//! Application configuration management.

use serde::Deserialize;

/// Application configuration.
#[derive(Debug, Clone, Deserialize)]
pub struct AppConfig {
    /// Server configuration.
    pub server: ServerConfig,
    /// Database configuration.
    pub database: DatabaseConfig,
    /// JWT configuration.
    pub jwt: JwtSettings,
    /// Payment gateway configuration.
    pub gateway: GatewaySettings,
}

/// Server configuration.
#[derive(Debug, Clone, Deserialize)]
pub struct ServerConfig {
    /// Host to bind to.
    #[serde(default = "default_host")]
    pub host: String,
    /// Port to listen on.
    #[serde(default = "default_port")]
    pub port: u16,
}

fn default_host() -> String {
    "0.0.0.0".to_string()
}

fn default_port() -> u16 {
    8080
}

/// Database configuration.
#[derive(Debug, Clone, Deserialize)]
pub struct DatabaseConfig {
    /// Database connection URL.
    pub url: String,
    /// Maximum number of connections in the pool.
    #[serde(default = "default_max_connections")]
    pub max_connections: u32,
    /// Minimum number of connections in the pool.
    #[serde(default = "default_min_connections")]
    pub min_connections: u32,
}

fn default_max_connections() -> u32 {
    10
}

fn default_min_connections() -> u32 {
    1
}

/// JWT configuration.
#[derive(Debug, Clone, Deserialize)]
pub struct JwtSettings {
    /// Secret key for signing tokens.
    pub secret: String,
    /// Access token expiration in seconds.
    #[serde(default = "default_access_token_expiry")]
    pub access_token_expiry_secs: u64,
}

fn default_access_token_expiry() -> u64 {
    900 // 15 minutes
}

/// Payment gateway configuration (Razorpay-compatible orders API).
#[derive(Debug, Clone, Deserialize)]
pub struct GatewaySettings {
    /// API key id (basic auth username).
    pub key_id: String,
    /// API key secret; also the HMAC secret for confirmation signatures.
    pub key_secret: String,
    /// Shared secret for webhook body signatures.
    pub webhook_secret: String,
    /// Base URL of the orders API.
    #[serde(default = "default_gateway_base_url")]
    pub base_url: String,
    /// Outbound request timeout in seconds.
    #[serde(default = "default_gateway_timeout")]
    pub timeout_secs: u64,
}

fn default_gateway_base_url() -> String {
    "https://api.razorpay.com/v1".to_string()
}

fn default_gateway_timeout() -> u64 {
    5
}

impl AppConfig {
    /// Loads configuration from environment and config files.
    ///
    /// # Errors
    ///
    /// Returns an error if configuration cannot be loaded.
    pub fn load() -> Result<Self, config::ConfigError> {
        let run_mode = std::env::var("RUN_MODE").unwrap_or_else(|_| "development".to_string());

        let config = config::Config::builder()
            .add_source(config::File::with_name("config/default").required(false))
            .add_source(config::File::with_name(&format!("config/{run_mode}")).required(false))
            .add_source(config::Environment::with_prefix("COURSEPAY").separator("__"))
            .build()?;

        config.try_deserialize()
    }
}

+-------+

PROBLEM STATEMENT: Word for word, return all of the records.

SOLUTION TO THIS EXERCISE:
//! Application configuration management.

use serde::Deserialize;

/// Application configuration.
#[derive(Debug, Clone, Deserialize)]
pub struct AppConfig {
    /// Server configuration.
    pub server: ServerConfig,
    /// Database configuration.
    pub database: DatabaseConfig,
    /// JWT configuration.
    pub jwt: JwtSettings,
    /// Payment gateway configuration.
    pub gateway: GatewaySettings,
}

/// Server configuration.
#[derive(Debug, Clone, Deserialize)]
pub struct ServerConfig {
    /// Host to bind to.
    #[serde(default = "default_host")]
    pub host: String,
    /// Port to listen on.
    #[serde(default = "default_port")]
    pub port: u16,
}

fn default_host() -> String {
    "0.0.0.0".to_string()
}

fn default_port() -> u16 {
    8080
}

/// Database configuration.
#[derive(Debug, Clone, Deserialize)]
pub struct DatabaseConfig {
    /// Database connection URL.
    pub url: String,
    /// Maximum number of connections in the pool.
    #[serde(default = "default_max_connections")]
    pub max_connections: u32,
    /// Minimum number of connections in the pool.
    #[serde(default = "default_min_connections")]
    pub min_connections: u32,
}

fn default_max_connections() -> u32 {
    10
}

fn default_min_connections() -> u32 {
    1
}

/// JWT configuration.
#[derive(Debug, Clone, Deserialize)]
pub struct JwtSettings {
    /// Secret key for signing tokens.
    pub secret: String,
    /// Access token expiration in seconds.
    #[serde(default = "default_access_token_expiry")]
    pub access_token_expiry_secs: u64,
}

fn default_access_token_expiry() -> u64 {
    900 // 15 minutes
}

/// Payment gateway configuration (Razorpay-compatible orders API).
#[derive(Debug, Clone, Deserialize)]
pub struct GatewaySettings {
    /// API key id (basic auth username).
    pub key_id: String,
    /// API key secret; also the HMAC secret for confirmation signatures.
    pub key_secret: String,
    /// Shared secret for webhook body signatures.
    pub webhook_secret: String,
    /// Base URL of the orders API.
    #[serde(default = "default_gateway_base_url")]
    pub base_url: String,
    /// Outbound request timeout in seconds.
    #[serde(default = "default_gateway_timeout")]
    pub timeout_secs: u64,
}

fn default_gateway_base_url() -> String {
    "https://api.razorpay.com/v1".to_string()
}

fn default_gateway_timeout() -> u64 {
    5
}

impl AppConfig {
    /// Loads configuration from environment and config files.
    ///
    /// # Errors
    ///
    /// Returns an error if configuration cannot be loaded.
    pub fn load() -> Result<Self, config::ConfigError> {
        let run_mode = std::env::var("RUN_MODE").unwrap_or_else(|_| "development".to_string());

        let config = config::Config::builder()
            .add_source(config::File::with_name("config/default").required(false))
            .add_source(config::File::with_name(&format!("config/{run_mode}")).required(false))
            .add_source(config::Environment::with_prefix("COURSEPAY").separator("__"))
            .build()?;

        config.try_deserialize()
    }
}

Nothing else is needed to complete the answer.